Work instructions: Provide the number of lines in the entries below containing "core", with no further words.

Stored data:
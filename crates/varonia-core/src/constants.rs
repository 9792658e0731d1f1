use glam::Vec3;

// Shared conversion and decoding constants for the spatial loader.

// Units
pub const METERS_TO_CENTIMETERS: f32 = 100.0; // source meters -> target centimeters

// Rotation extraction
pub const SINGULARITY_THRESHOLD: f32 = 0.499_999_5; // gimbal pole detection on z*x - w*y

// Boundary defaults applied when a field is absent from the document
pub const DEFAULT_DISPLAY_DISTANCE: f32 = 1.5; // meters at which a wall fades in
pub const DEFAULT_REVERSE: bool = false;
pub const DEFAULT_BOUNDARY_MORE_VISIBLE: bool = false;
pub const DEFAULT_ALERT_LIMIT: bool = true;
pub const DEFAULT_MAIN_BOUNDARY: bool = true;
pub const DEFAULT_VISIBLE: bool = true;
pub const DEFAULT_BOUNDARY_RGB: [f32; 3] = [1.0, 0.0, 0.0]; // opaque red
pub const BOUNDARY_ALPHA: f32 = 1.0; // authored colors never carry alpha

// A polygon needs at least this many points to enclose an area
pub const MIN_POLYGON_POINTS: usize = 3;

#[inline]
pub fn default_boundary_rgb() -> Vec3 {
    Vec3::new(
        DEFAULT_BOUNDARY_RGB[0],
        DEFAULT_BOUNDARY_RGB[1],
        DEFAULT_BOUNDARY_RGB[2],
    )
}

==

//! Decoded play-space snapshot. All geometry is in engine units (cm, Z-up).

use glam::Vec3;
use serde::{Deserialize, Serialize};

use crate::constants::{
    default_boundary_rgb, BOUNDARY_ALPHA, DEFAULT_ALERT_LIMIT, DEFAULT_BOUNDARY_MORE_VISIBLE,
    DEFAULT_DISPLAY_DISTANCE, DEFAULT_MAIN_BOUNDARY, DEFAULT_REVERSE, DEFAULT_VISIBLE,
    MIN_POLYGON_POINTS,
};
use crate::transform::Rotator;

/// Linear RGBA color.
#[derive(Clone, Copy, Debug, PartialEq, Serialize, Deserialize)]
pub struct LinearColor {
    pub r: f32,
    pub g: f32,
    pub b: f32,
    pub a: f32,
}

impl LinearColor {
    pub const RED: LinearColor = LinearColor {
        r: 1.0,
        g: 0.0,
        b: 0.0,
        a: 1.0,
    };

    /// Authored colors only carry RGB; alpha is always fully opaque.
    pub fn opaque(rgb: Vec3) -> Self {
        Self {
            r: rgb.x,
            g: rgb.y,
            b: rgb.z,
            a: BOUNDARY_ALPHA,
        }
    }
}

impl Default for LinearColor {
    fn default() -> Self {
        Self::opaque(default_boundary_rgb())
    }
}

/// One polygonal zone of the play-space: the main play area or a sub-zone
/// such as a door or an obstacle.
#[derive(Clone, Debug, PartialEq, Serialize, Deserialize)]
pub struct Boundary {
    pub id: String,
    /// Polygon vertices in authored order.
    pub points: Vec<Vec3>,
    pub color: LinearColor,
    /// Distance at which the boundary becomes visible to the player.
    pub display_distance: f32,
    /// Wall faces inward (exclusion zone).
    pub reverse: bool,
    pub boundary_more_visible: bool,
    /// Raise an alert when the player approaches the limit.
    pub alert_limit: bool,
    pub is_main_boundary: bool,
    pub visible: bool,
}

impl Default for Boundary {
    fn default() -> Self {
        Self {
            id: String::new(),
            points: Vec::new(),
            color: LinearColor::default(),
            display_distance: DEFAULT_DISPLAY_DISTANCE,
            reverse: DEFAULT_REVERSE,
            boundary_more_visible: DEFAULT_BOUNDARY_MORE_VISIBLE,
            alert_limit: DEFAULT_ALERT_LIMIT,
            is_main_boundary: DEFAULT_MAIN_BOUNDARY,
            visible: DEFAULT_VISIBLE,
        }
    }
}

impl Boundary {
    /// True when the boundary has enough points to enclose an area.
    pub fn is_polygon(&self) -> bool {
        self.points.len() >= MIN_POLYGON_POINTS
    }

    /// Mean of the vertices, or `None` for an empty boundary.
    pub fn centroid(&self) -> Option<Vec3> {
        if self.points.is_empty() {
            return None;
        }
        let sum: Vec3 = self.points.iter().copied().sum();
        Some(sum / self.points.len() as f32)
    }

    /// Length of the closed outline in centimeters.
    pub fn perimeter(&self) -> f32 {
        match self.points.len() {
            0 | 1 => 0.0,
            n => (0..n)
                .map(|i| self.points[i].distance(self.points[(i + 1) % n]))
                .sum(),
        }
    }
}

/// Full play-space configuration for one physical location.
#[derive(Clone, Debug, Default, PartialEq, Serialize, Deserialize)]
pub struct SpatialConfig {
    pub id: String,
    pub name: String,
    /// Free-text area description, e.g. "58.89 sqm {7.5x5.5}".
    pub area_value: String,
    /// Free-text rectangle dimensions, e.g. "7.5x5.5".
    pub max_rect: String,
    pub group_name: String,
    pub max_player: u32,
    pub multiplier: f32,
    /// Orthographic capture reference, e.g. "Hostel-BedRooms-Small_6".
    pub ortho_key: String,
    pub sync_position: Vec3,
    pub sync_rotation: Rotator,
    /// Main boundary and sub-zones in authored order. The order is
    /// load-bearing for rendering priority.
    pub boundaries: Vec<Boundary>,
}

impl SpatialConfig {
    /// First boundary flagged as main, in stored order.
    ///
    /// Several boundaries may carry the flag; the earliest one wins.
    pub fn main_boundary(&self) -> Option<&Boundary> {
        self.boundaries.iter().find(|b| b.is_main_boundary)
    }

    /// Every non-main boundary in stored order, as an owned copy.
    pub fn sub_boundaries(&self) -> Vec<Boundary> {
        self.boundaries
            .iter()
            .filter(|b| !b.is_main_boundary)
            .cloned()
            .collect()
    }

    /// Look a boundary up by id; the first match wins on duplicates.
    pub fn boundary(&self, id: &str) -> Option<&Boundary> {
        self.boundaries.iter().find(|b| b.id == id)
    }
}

==

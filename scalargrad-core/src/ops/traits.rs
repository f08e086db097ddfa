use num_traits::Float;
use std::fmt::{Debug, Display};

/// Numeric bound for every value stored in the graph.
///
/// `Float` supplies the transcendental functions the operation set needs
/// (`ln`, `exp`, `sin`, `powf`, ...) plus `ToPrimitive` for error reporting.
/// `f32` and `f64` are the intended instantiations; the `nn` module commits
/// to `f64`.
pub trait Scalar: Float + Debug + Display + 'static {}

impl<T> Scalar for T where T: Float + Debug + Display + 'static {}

Answer for the task: 2